Qin Shi Huang was born in 259 BC as Zhao Zheng. He was the son of Prince Yiren and Lady Zhao, though some ancient accounts claim he was actually the son of Lü Buwei.
How did Qin Shi Huang unify China during the Warring States period?
Qin Shi Huang unified China by conquering six major states between 230 BC and 221 BC. The state of Han fell first in 230 BC, followed by Zhao, Yan, Wei, Chu, and finally Qi in 221 BC.
What administrative reforms did Qin Shi Huang implement after unification?
Qin Shi Huang abolished the feudal system and organized the empire into commanderies, counties, townships, and hundred-family units. Appointments were based on merit instead of hereditary right to ensure centralized control.
Why did Qin Shi Huang order books to be burned in 213 BC?
Qin Shi Huang ordered most existing books to be burned at the instigation of Li Si to enforce Legalism as the mandatory ideology. Exceptions included works on astrology, agriculture, medicine, divination, and the history of the state of Qin.
When were the terracotta statues discovered near Xi'an?

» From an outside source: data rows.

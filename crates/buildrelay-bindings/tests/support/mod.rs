// buildrelay-bindings/tests/support/mod.rs
// ============================================================================
// Module: Test Support
// Description: Shared result helpers for binding integration tests.
// ============================================================================
//! ## Overview
//! Shared test helpers for consistent Result-based assertions.

#![allow(
    clippy::panic,
    clippy::print_stdout,
    clippy::print_stderr,
    clippy::unwrap_used,
    clippy::expect_used,
    clippy::use_debug,
    clippy::dbg_macro,
    clippy::panic_in_result_fn,
    clippy::unwrap_in_result,
    dead_code,
    reason = "Test-only output and panic-based assertions are permitted."
)]

use std::error::Error;
use std::fmt;

// ========================================================================
// Test Result Helpers
// ========================================================================

/// Standard result type used across binding integration tests.
pub type TestResult<T = ()> = Result<T, Box<dyn Error>>;

/// Lightweight error type for test assertions.
#[derive(Debug)]
struct TestError {
    /// Human-readable failure message.
    message: String,
}

impl TestError {
    /// Creates a new test error with the provided message.
    fn new(message: impl Into<String>) -> Self {
        Self {
            message: message.into(),
        }
    }
}

impl fmt::Display for TestError {
    fn fmt(&self, formatter: &mut fmt::Formatter<'_>) -> fmt::Result {
        formatter.write_str(&self.message)
    }
}

impl Error for TestError {}

/// Returns an error when a test condition fails.
///
/// # Errors
/// Returns a `TestError` when the condition is false.
pub fn ensure(condition: bool, message: impl Into<String>) -> TestResult {
    if condition { Ok(()) } else { Err(Box::new(TestError::new(message))) }
}
// buildrelay-receiver/src/notifiers/mod.rs
// ============================================================================
// Module: Reference Notifiers
// Description: Delivery adapters used for composition and tests.
// Purpose: Provide log, channel, and callback adapter variants.
// Dependencies: crate::notifiers::{callback, channel, log}
// ============================================================================

//! ## Overview
//! These adapters implement the delivery seam without talking to a real
//! destination: the log notifier records deliveries as JSON lines, the
//! channel notifier hands them to an in-process consumer, and the callback
//! notifier invokes a user-supplied function. All three validate nothing at
//! set-up; destination-specific adapters own their own `delivery` schema.

// ============================================================================
// SECTION: Submodules
// ============================================================================

mod callback;
mod channel;
mod log;

// ============================================================================
// SECTION: Re-Exports
// ============================================================================

pub use callback::CallbackNotifier;
pub use channel::ChannelNotifier;
pub use channel::DeliveredMessage;
pub use log::LogNotifier;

The terracotta statues were discovered by farmers digging wells on the 29th of March 1974 near modern Xi'an. There are around 6,000 statues excavated whose purpose was to protect the Emperor in the afterlife from evil spirits.
How did Qin Shi Huang die and what evidence exists regarding his death?
Qin Shi Huang died in July or August of 210 BC at the palace in Shaqiu prefecture during his fifth tour of eastern China. Modern archaeologists have located his tomb and inserted probes deep into it which revealed abnormally high quantities of mercury.